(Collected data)

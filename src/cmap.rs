//! Contracts for reaching a server: channel sources, channels and the command primitive.

mod channel;
mod command;
mod stream_description;

#[cfg(test)]
mod test;

pub use self::{
    channel::{Channel, ChannelHandle, ChannelSource, ChannelSourceHandle},
    command::{Command, DocumentSequence, RawCommandResponse, ResponseHandling},
    stream_description::StreamDescription,
};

■ Exercise goal:
The response should consist of all the entries, reproduced word for word.

■ Solution for this exercise:
filename src/cmap.rs
//! Contracts for reaching a server: channel sources, channels and the command primitive.

mod channel;
mod command;
mod stream_description;

#[cfg(test)]
mod test;

pub use self::{
    channel::{Channel, ChannelHandle, ChannelSource, ChannelSourceHandle},
    command::{Command, DocumentSequence, RawCommandResponse, ResponseHandling},
    stream_description::StreamDescription,
};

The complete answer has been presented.